▶ [TASK TO CARRY OUT]: Using the records that follow, copy every line containing the word "Cursor".

Saved entries:
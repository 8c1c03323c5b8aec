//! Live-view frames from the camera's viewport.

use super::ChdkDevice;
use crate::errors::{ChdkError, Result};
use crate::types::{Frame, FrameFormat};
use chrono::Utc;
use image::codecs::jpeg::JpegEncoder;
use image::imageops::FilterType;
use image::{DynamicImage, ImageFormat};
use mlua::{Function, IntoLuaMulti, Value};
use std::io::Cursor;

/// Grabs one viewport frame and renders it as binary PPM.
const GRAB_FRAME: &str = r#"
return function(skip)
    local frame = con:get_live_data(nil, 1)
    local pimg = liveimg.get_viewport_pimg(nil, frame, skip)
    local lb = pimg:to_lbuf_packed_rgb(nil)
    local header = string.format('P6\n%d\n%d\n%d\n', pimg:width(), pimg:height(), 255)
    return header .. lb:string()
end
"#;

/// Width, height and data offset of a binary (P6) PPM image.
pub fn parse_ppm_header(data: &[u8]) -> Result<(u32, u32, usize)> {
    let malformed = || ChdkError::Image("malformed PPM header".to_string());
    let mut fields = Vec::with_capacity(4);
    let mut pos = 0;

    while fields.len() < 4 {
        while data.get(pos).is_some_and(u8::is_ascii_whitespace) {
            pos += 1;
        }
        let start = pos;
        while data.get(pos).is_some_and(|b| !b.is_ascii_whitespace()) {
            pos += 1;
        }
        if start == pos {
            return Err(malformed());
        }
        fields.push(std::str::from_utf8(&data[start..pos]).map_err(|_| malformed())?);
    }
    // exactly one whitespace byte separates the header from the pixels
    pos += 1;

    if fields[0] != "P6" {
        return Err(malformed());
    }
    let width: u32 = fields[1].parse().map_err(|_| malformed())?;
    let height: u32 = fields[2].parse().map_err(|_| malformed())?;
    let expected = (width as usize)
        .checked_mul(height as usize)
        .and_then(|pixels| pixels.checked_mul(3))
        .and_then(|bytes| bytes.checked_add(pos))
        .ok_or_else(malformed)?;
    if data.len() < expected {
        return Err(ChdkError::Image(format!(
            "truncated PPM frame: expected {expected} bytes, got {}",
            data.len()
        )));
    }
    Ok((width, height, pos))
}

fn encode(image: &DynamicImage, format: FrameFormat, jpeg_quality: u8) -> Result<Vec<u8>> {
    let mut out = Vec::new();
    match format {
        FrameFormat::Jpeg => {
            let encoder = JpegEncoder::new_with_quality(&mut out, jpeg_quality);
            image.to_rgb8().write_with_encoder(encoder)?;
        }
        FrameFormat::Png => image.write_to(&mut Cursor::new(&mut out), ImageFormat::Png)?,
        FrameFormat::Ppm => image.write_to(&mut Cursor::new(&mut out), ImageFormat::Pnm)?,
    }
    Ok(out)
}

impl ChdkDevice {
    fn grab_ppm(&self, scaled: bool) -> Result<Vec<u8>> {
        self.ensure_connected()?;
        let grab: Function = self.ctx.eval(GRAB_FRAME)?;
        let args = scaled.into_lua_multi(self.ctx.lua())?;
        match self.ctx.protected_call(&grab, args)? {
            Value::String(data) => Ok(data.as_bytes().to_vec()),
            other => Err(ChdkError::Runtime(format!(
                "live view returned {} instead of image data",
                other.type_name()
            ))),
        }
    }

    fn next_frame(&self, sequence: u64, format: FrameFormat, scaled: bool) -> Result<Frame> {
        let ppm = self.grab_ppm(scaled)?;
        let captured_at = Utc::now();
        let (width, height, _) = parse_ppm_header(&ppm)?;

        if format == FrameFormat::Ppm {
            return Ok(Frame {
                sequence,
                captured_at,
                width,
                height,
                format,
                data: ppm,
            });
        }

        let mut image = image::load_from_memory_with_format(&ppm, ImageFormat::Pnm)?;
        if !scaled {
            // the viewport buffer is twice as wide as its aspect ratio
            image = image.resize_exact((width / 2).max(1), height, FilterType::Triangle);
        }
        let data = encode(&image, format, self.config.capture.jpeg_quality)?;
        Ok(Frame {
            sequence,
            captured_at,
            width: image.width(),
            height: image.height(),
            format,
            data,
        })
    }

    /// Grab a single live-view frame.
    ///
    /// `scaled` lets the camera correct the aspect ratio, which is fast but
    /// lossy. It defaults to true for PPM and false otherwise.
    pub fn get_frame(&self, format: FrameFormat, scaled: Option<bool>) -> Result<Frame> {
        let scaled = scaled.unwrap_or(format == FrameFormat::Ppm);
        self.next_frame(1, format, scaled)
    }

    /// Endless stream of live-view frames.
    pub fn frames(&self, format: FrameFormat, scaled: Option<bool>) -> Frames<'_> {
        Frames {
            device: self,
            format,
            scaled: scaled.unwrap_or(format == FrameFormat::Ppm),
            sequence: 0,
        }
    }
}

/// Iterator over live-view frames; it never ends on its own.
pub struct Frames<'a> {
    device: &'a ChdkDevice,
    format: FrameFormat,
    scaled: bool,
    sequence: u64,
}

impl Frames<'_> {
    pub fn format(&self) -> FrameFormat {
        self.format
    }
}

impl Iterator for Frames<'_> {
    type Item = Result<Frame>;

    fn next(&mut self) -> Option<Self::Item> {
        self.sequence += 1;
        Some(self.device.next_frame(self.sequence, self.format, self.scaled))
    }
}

▶ [TASK RESULT]:
use std::io::Cursor;
        FrameFormat::Png => image.write_to(&mut Cursor::new(&mut out), ImageFormat::Png)?,
        FrameFormat::Ppm => image.write_to(&mut Cursor::new(&mut out), ImageFormat::Pnm)?,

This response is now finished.